*** Opening of SOURCE MATERIAL ***

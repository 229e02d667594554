use anyhow::{Context, Result};
use looplens_scheduler::{GeneratorConfig, LineMode};
use std::path::Path;

/// Settings given on the command line. They win over the config file.
#[derive(Debug, Default)]
pub struct Overrides {
    pub max_iterations: Option<usize>,
    pub line_mode: Option<LineMode>,
}

pub fn load(path: Option<&Path>, overrides: &Overrides) -> Result<GeneratorConfig> {
    let mut config = match path {
        Some(path) => {
            let text = std::fs::read_to_string(path)
                .with_context(|| format!("Failed to read config {}", path.display()))?;
            parse(&text).with_context(|| format!("Invalid config {}", path.display()))?
        }
        None => GeneratorConfig::default(),
    };

    if let Some(max_iterations) = overrides.max_iterations {
        config.max_iterations = max_iterations;
    }
    if let Some(line_mode) = overrides.line_mode {
        config.line_mode = line_mode;
    }
    tracing::debug!(?config, "generator config");
    Ok(config)
}

fn parse(text: &str) -> Result<GeneratorConfig> {
    Ok(serde_json::from_str(text)?)
}
pub mod model;
pub mod snapshot;

pub use model::{Frame, FrameKind, PendingTimer, QueuedTask, SchedulerPhase, TaskKind};
pub use snapshot::{Recorder, Snapshot, StateView, Timeline};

*** Close of SOURCE MATERIAL ***

:: THE PROBLEM ::
From the records above, pull out every line containing the word "Result".

:: OUTPUT FOR THIS EXERCISE ::
use anyhow::{Context, Result};
pub fn load(path: Option<&Path>, overrides: &Overrides) -> Result<GeneratorConfig> {
fn parse(text: &str) -> Result<GeneratorConfig> {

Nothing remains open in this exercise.